ParameterNormal RangeDirectionMeaning
pH7.35–7.45↓ LowAcidemia
PaCO₂35–45 mmHg↓ LowRespiratory compensation (hyperventilation blowing off CO₂)
HCO₃⁻22–26 mEq/L↓ LowPrimary problem — metabolic acid loss

Why All Three Go Low Together

  1. Primary defect: HCO₃⁻ falls (e.g., due to diarrhea, renal failure, lactic acidosis, ketoacidosis).
  2. Result: pH drops (acidemia).
  3. Compensation: The respiratory system responds by hyperventilating — CO₂ is exhaled, so PaCO₂ also drops. This partially corrects the pH but does not normalize it.
According to Harrison's Principles of Internal Medicine (p. 1468): "A decrease in [HCO₃⁻] occurs with either metabolic acidosis or respiratory alkalosis." When pH is also low, metabolic acidosis with respiratory compensation is confirmed.

Expected Compensation Formula (Winter's Formula)

To confirm the respiratory compensation is appropriate:
Expected PaCO₂ = (1.5 × HCO₃⁻) + 8 ± 2
  • If measured PaCO₂ = expected → pure metabolic acidosis with appropriate compensation
  • If measured PaCO₂ > expected → additional respiratory acidosis (inadequate compensation)
  • If measured PaCO₂ < expected → additional respiratory alkalosis (over-compensation)

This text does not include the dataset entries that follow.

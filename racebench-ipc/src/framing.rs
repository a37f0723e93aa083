//! Pipe Framing
//!
//! Each pipe carries one message type in one direction: `CoordinatorCommand`
//! frames down the command pipe and `WorkerMessage` frames up the result
//! pipe. [`FrameSender`] and [`FrameReceiver`] are typed by that message, so
//! a coordinator cannot read its own commands back by mistake.
//!
//! ```text
//! +------------------+----------------------------+
//! | payload len (LE) | rkyv archive of M          |
//! | u32              | len bytes, validated on rx |
//! +------------------+----------------------------+
//! ```
//!
//! Every message in this protocol is a few dozen bytes except `ChunkFailed`,
//! whose text is capped at [`MAX_FAILURE_MESSAGE`](crate::MAX_FAILURE_MESSAGE).
//! A length prefix above [`MAX_FRAME_SIZE`] therefore means a corrupt stream.

use crate::messages::{CoordinatorCommand, WorkerMessage};
use rkyv::ser::serializers::AllocSerializer;
use rkyv::validation::validators::DefaultValidator;
use rkyv::{AlignedVec, Archive, CheckBytes, Deserialize, Infallible, Serialize};
use std::io::{self, BufReader, ErrorKind, Read, Write};
use std::marker::PhantomData;
use thiserror::Error;

/// Largest payload accepted in either direction
pub const MAX_FRAME_SIZE: usize = 8 * 1024;

const LEN_PREFIX: usize = 4;

/// Errors raised while moving frames over a worker pipe
#[derive(Debug, Error)]
pub enum FrameError {
    /// The pipe itself failed
    #[error("pipe I/O failed: {0}")]
    Io(#[from] io::Error),

    /// rkyv could not archive an outgoing message
    #[error("could not encode {kind}: {reason}")]
    Encode {
        /// Message type being sent
        kind: &'static str,
        /// Serializer error
        reason: String,
    },

    /// The payload failed validation or the frame is empty
    #[error("malformed {kind} frame: {reason}")]
    Malformed {
        /// Message type expected
        kind: &'static str,
        /// What was wrong with it
        reason: String,
    },

    /// A length prefix or outgoing payload above [`MAX_FRAME_SIZE`]
    #[error("{kind} frame of {len} bytes exceeds the {max}-byte limit")]
    Oversized {
        /// Message type involved
        kind: &'static str,
        /// Offending payload length
        len: usize,
        /// Always [`MAX_FRAME_SIZE`]
        max: usize,
    },

    /// The pipe closed in the middle of a frame
    #[error("pipe closed inside a {kind} frame ({expected} payload bytes announced)")]
    Truncated {
        /// Message type expected
        kind: &'static str,
        /// Payload length from the prefix
        expected: usize,
    },

    /// The peer closed the pipe cleanly between frames
    #[error("peer closed the pipe")]
    Closed,
}

/// A message type that travels over a worker pipe
pub trait PipeMessage: Sized {
    /// Name used in error messages
    const KIND: &'static str;

    /// Archive `self` into frame payload bytes
    fn encode(&self) -> Result<AlignedVec, FrameError>;

    /// Validate and rebuild a message from an aligned payload
    fn decode(payload: &AlignedVec) -> Result<Self, FrameError>;
}

fn encode_archive<T>(kind: &'static str, message: &T) -> Result<AlignedVec, FrameError>
where
    T: Serialize<AllocSerializer<256>>,
{
    rkyv::to_bytes::<_, 256>(message).map_err(|e| FrameError::Encode {
        kind,
        reason: e.to_string(),
    })
}

fn decode_archive<T>(kind: &'static str, payload: &AlignedVec) -> Result<T, FrameError>
where
    T: Archive,
    T::Archived: for<'a> CheckBytes<DefaultValidator<'a>> + Deserialize<T, Infallible>,
{
    let archived = rkyv::check_archived_root::<T>(payload).map_err(|e| FrameError::Malformed {
        kind,
        reason: e.to_string(),
    })?;
    archived
        .deserialize(&mut Infallible)
        .map_err(|_| FrameError::Malformed {
            kind,
            reason: "archive could not be rebuilt".to_string(),
        })
}

impl PipeMessage for CoordinatorCommand {
    const KIND: &'static str = "command";

    fn encode(&self) -> Result<AlignedVec, FrameError> {
        encode_archive(Self::KIND, self)
    }

    fn decode(payload: &AlignedVec) -> Result<Self, FrameError> {
        decode_archive(Self::KIND, payload)
    }
}

impl PipeMessage for WorkerMessage {
    const KIND: &'static str = "worker message";

    fn encode(&self) -> Result<AlignedVec, FrameError> {
        encode_archive(Self::KIND, self)
    }

    fn decode(payload: &AlignedVec) -> Result<Self, FrameError> {
        decode_archive(Self::KIND, payload)
    }
}

/// Sending half of a pipe, writing one whole frame per message
pub struct FrameSender<W: Write, M: PipeMessage> {
    writer: W,
    frame: Vec<u8>,
    _message: PhantomData<fn(&M)>,
}

impl<W: Write, M: PipeMessage> FrameSender<W, M> {
    /// Wrap the write end of a pipe
    pub fn new(writer: W) -> Self {
        Self {
            writer,
            frame: Vec::with_capacity(LEN_PREFIX + 256),
            _message: PhantomData,
        }
    }

    /// Send one message; the frame is flushed before returning
    pub fn send(&mut self, message: &M) -> Result<(), FrameError> {
        let payload = message.encode()?;
        if payload.len() > MAX_FRAME_SIZE {
            return Err(FrameError::Oversized {
                kind: M::KIND,
                len: payload.len(),
                max: MAX_FRAME_SIZE,
            });
        }

        // Prefix and payload go out in one write so a frame is never split
        // across two syscalls on the pipe.
        self.frame.clear();
        self.frame
            .extend_from_slice(&(payload.len() as u32).to_le_bytes());
        self.frame.extend_from_slice(&payload);
        self.writer.write_all(&self.frame)?;
        self.writer.flush()?;
        Ok(())
    }

    /// Unwrap the underlying writer
    pub fn into_inner(self) -> W {
        self.writer
    }
}

/// Receiving half of a pipe
pub struct FrameReceiver<R: Read, M: PipeMessage> {
    reader: BufReader<R>,
    payload: AlignedVec,
    _message: PhantomData<fn() -> M>,
}

impl<R: Read, M: PipeMessage> FrameReceiver<R, M> {
    /// Wrap the read end of a pipe
    pub fn new(reader: R) -> Self {
        Self {
            reader: BufReader::new(reader),
            payload: AlignedVec::new(),
            _message: PhantomData,
        }
    }

    /// Block until the next message arrives.
    ///
    /// Returns [`FrameError::Closed`] when the peer closed the pipe on a
    /// frame boundary and [`FrameError::Truncated`] when it closed mid-frame.
    pub fn recv(&mut self) -> Result<M, FrameError> {
        let mut prefix = [0u8; LEN_PREFIX];
        match self.reader.read_exact(&mut prefix) {
            Ok(()) => {}
            Err(e) if e.kind() == ErrorKind::UnexpectedEof => return Err(FrameError::Closed),
            Err(e) => return Err(FrameError::Io(e)),
        }

        let len = u32::from_le_bytes(prefix) as usize;
        if len == 0 {
            return Err(FrameError::Malformed {
                kind: M::KIND,
                reason: "empty frame".to_string(),
            });
        }
        if len > MAX_FRAME_SIZE {
            return Err(FrameError::Oversized {
                kind: M::KIND,
                len,
                max: MAX_FRAME_SIZE,
            });
        }

        self.payload.clear();
        self.payload.resize(len, 0);
        match self.reader.read_exact(&mut self.payload) {
            Ok(()) => {}
            Err(e) if e.kind() == ErrorKind::UnexpectedEof => {
                return Err(FrameError::Truncated {
                    kind: M::KIND,
                    expected: len,
                });
            }
            Err(e) => return Err(FrameError::Io(e)),
        }

        M::decode(&self.payload)
    }
}

#[cfg(test)]
mod tests {
    use super::*;
    use crate::{FailureKind, MAX_FAILURE_MESSAGE, WireRange, WorkloadSpec};
    use std::io::Cursor;

    fn receiver<M: PipeMessage>(bytes: Vec<u8>) -> FrameReceiver<Cursor<Vec<u8>>, M> {
        FrameReceiver::new(Cursor::new(bytes))
    }

    #[test]
    fn test_commands_arrive_in_order() {
        let mut sender = FrameSender::new(Vec::new());
        sender
            .send(&CoordinatorCommand::Evaluate {
                chunk_index: 3,
                chunk: WireRange { start: 10, end: 20 },
                workload: WorkloadSpec::CountPrimes,
            })
            .unwrap();
        sender.send(&CoordinatorCommand::Shutdown).unwrap();

        let mut rx = receiver::<CoordinatorCommand>(sender.into_inner());
        match rx.recv().unwrap() {
            CoordinatorCommand::Evaluate {
                chunk_index,
                chunk,
                workload,
            } => {
                assert_eq!(chunk_index, 3);
                assert_eq!(chunk, WireRange { start: 10, end: 20 });
                assert_eq!(workload, WorkloadSpec::CountPrimes);
            }
            other => panic!("unexpected command: {:?}", other),
        }
        assert!(matches!(rx.recv().unwrap(), CoordinatorCommand::Shutdown));
        assert!(matches!(rx.recv(), Err(FrameError::Closed)));
    }

    #[test]
    fn test_empty_pipe_is_closed() {
        let mut rx = receiver::<WorkerMessage>(Vec::new());
        assert!(matches!(rx.recv(), Err(FrameError::Closed)));
    }

    #[test]
    fn test_close_inside_payload_is_truncated() {
        let mut bytes = 40u32.to_le_bytes().to_vec();
        bytes.extend_from_slice(&[1, 2, 3]);
        let mut rx = receiver::<WorkerMessage>(bytes);
        assert!(matches!(
            rx.recv(),
            Err(FrameError::Truncated { expected: 40, .. })
        ));
    }

    #[test]
    fn test_empty_frame_rejected() {
        let mut rx = receiver::<WorkerMessage>(0u32.to_le_bytes().to_vec());
        assert!(matches!(rx.recv(), Err(FrameError::Malformed { .. })));
    }

    #[test]
    fn test_oversized_prefix_rejected() {
        let bytes = ((MAX_FRAME_SIZE + 1) as u32).to_le_bytes().to_vec();
        let mut rx = receiver::<WorkerMessage>(bytes);
        assert!(matches!(
            rx.recv(),
            Err(FrameError::Oversized { len, .. }) if len == MAX_FRAME_SIZE + 1
        ));
    }

    #[test]
    fn test_garbage_payload_fails_validation() {
        let mut bytes = 8u32.to_le_bytes().to_vec();
        bytes.extend_from_slice(&[0xFF; 8]);
        let mut rx = receiver::<CoordinatorCommand>(bytes);
        assert!(matches!(rx.recv(), Err(FrameError::Malformed { .. })));
    }

    #[test]
    fn test_longest_failure_message_fits_in_a_frame() {
        let mut sender = FrameSender::new(Vec::new());
        let reply = WorkerMessage::chunk_failed(1, FailureKind::Panic, "x".repeat(100_000));
        sender.send(&reply).unwrap();

        let mut rx = receiver::<WorkerMessage>(sender.into_inner());
        match rx.recv().unwrap() {
            WorkerMessage::ChunkFailed { message, .. } => {
                assert_eq!(message.len(), MAX_FAILURE_MESSAGE)
            }
            other => panic!("unexpected message: {:?}", other),
        }
    }
}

Common Causes of This Pattern (↓ pH, ↓ PaCO₂, ↓ HCO₃⁻)

High Anion Gap (HAGMA):
  • Diabetic ketoacidosis (DKA)
  • Lactic acidosis (sepsis, hypoxia, shock)
  • Renal failure (uremia)
  • Salicylate/toxic ingestion (methanol, ethylene glycol)
Normal Anion Gap (NAGMA / Hyperchloremic):
  • Severe diarrhea (most common)
  • Renal tubular acidosis (RTA)
  • Post-surgery ileus/fistulas
  • Excess saline infusion

Quick Summary

All low on ABG = Metabolic Acidosis with Respiratory Compensation. The body is in an acid state (low pH), the kidneys have lost/used up bicarbonate buffer (low HCO₃⁻), and the lungs are compensating by blowing off CO₂ (low PaCO₂).